Most women that are married actually can do this. We have just fooled ourselves into believing families need 5 cell phones, 2 televisions, annual vacations, video games, 2 nice cars, etc.
Dear SocialReign,
Cordial greetings and a very warm welcome to the world of CAF. Do trust that you will find your time here informative and spiritually enriching. Splendid post and bang on target, especially that last paragraph.
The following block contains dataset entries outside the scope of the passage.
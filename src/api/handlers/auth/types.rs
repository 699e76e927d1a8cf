//! Request/response types for admin auth endpoints.

use serde::{Deserialize, Serialize};
use utoipa::ToSchema;

#[derive(ToSchema, Serialize, Deserialize, Debug)]
pub struct AdminLoginRequest {
    pub email: String,
    pub password: String,
}

#[derive(ToSchema, Serialize, Deserialize, Debug)]
pub struct AdminSessionResponse {
    pub admin_id: String,
    pub email: String,
    pub display_name: String,
}

#[cfg(test)]
mod tests {
    use super::*;
    use anyhow::Result;

    #[test]
    fn login_request_round_trips() -> Result<()> {
        let request = AdminLoginRequest {
            email: "admin@pspk.or.ke".to_string(),
            password: "hunter2".to_string(),
        };
        let value = serde_json::to_value(&request)?;
        let decoded: AdminLoginRequest = serde_json::from_value(value)?;
        assert_eq!(decoded.email, "admin@pspk.or.ke");
        assert_eq!(decoded.password, "hunter2");
        Ok(())
    }
}
use crate::api::handlers::{health, root, state::AppState};
use anyhow::{anyhow, Context, Result};
use axum::{
    body::Body,
    extract::MatchedPath,
    http::{
        header::{AUTHORIZATION, CONTENT_TYPE},
        HeaderName, HeaderValue, Method, Request,
    },
    routing::{get, options},
    Extension,
};
use sqlx::postgres::PgPoolOptions;
use std::{sync::Arc, time::Duration};
use tokio::net::TcpListener;
use tower::ServiceBuilder;
use tower_http::{
    cors::{AllowOrigin, CorsLayer},
    request_id::PropagateRequestIdLayer,
    set_header::SetRequestHeaderLayer,
    trace::TraceLayer,
};
use tracing::{info, info_span, Span};
use ulid::Ulid;
use url::Url;
use utoipa_axum::router::OpenApiRouter;

pub(crate) mod email;
pub(crate) mod handlers;
// OpenAPI router wiring and route registration live in openapi.rs.
mod openapi;

pub use openapi::openapi;

/// Build the API router with all documented routes registered.
#[must_use]
pub fn router() -> OpenApiRouter {
    openapi::api_router()
}

#[allow(clippy::doc_markdown, clippy::needless_raw_string_hashes)]
pub mod built_info {
    include!(concat!(env!("OUT_DIR"), "/built.rs"));
}

pub const GIT_COMMIT_HASH: &str = match built_info::GIT_COMMIT_HASH {
    Some(hash) => hash,
    None => "unknown",
};

pub static APP_USER_AGENT: &str = concat!(env!("CARGO_PKG_NAME"), "/", env!("CARGO_PKG_VERSION"),);

/// Start the server
/// # Errors
/// Return error if failed to start the server
pub async fn new(port: u16, dsn: String, state: Arc<AppState>) -> Result<()> {
    // Connect to database
    let pool = PgPoolOptions::new()
        .min_connections(1)
        .max_connections(5)
        .max_lifetime(Duration::from_secs(60 * 2))
        .test_before_acquire(true)
        .connect(&dsn)
        .await
        .context("Failed to connect to database")?;

    let frontend_origin = frontend_origin(state.config().frontend_base_url())?;
    let cors = CorsLayer::new()
        .allow_headers([CONTENT_TYPE, AUTHORIZATION])
        .allow_methods([Method::GET, Method::POST, Method::PUT, Method::DELETE])
        .allow_origin(AllowOrigin::exact(frontend_origin))
        .allow_credentials(true);

    // Build the router from OpenAPI-wired routes, then extend it with non-doc routes like `/` and
    // preflight-only `OPTIONS /health`. The spec stays in openapi.rs for the `openapi` binary.
    let (router, _openapi) = router().split_for_parts();
    let app = router
        .route("/", get(root::root))
        .route("/health", options(health::health))
        .layer(
            ServiceBuilder::new()
                .layer(SetRequestHeaderLayer::if_not_present(
                    HeaderName::from_static("x-request-id"),
                    |_req: &_| HeaderValue::from_str(Ulid::new().to_string().as_str()).ok(),
                ))
                .layer(PropagateRequestIdLayer::new(HeaderName::from_static(
                    "x-request-id",
                )))
                .layer(TraceLayer::new_for_http().make_span_with(make_span))
                .layer(cors)
                .layer(Extension(state.clone()))
                .layer(Extension(pool.clone())),
        )
        .layer(Extension(pool));

    let listener = TcpListener::bind(format!("::0:{port}")).await?;

    info!("Listening on [::]:{}", port);

    axum::serve(listener, app.into_make_service())
        .with_graceful_shutdown(async move {
            let _ = tokio::signal::ctrl_c().await;
            info!("Gracefully shutdown");
        })
        .await?;

    Ok(())
}

fn make_span(request: &Request<Body>) -> Span {
    let request_id = request
        .headers()
        .get("x-request-id")
        .and_then(|val| val.to_str().ok())
        .unwrap_or("none");
    let matched_path = request
        .extensions()
        .get::<MatchedPath>()
        .map_or_else(|| request.uri().path(), MatchedPath::as_str);

    info_span!(
        "http.request",
        http.method = %request.method(),
        http.route = matched_path,
        request_id
    )
}

fn frontend_origin(frontend_base_url: &str) -> Result<HeaderValue> {
    let parsed = Url::parse(frontend_base_url)
        .with_context(|| format!("Invalid frontend base URL: {frontend_base_url}"))?;
    let host = parsed.host_str().ok_or_else(|| {
        anyhow!("Frontend base URL must include a valid host: {frontend_base_url}")
    })?;
    let port = parsed
        .port()
        .map_or_else(String::new, |port| format!(":{port}"));
    let origin = format!("{}://{}{}", parsed.scheme(), host, port);
    HeaderValue::from_str(&origin).context("Failed to build frontend origin header")
}

#[cfg(test)]
mod tests {
    use super::frontend_origin;

    #[test]
    fn frontend_origin_strips_path_and_keeps_port() {
        let origin = frontend_origin("https://pspk.or.ke/some/path").expect("origin");
        assert_eq!(origin.to_str().unwrap(), "https://pspk.or.ke");

        let origin = frontend_origin("http://localhost:5173/").expect("origin");
        assert_eq!(origin.to_str().unwrap(), "http://localhost:5173");
    }

    #[test]
    fn frontend_origin_rejects_garbage() {
        assert!(frontend_origin("not a url").is_err());
    }
}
Owing to the huge and destructive impact of spurious feminist ideology, our godless Western culture has all but abandoned the biblical model of family life of a bread-winning husband and home-making wife and mother. It admits of no doubt that this family pattern, rooted in Sacred Scripture (see Titus 2: 4,5) and endorsed by Holy Mother Church, gave stability not only to the family but also to the wider society. The repudiation of the this arrangement has undeniably reaped a bitter harvest in terms of family breakdown and legions of emotionally damaged and unruly children. Only by the gradual diminuition of Christian principles could our current plight have become possible. The vital work of motherhood and child-rearing is now shamefully farmed out to nursery schools/nannies because the woman wishes to be a wage-earner with her husband. Moreover, when children are older they frequently come home from school to an empty home (‘latch-key children’), which can sadly lead to other problems. At any rate, mothers are no longer available as full-time guides and carers who are always on hand to counsel and console and to share in the daily ups and downs of young life in sympathy and understanding. This is a monumental tragedy of the first rank and a clear dereliction of duty on the part of the mother.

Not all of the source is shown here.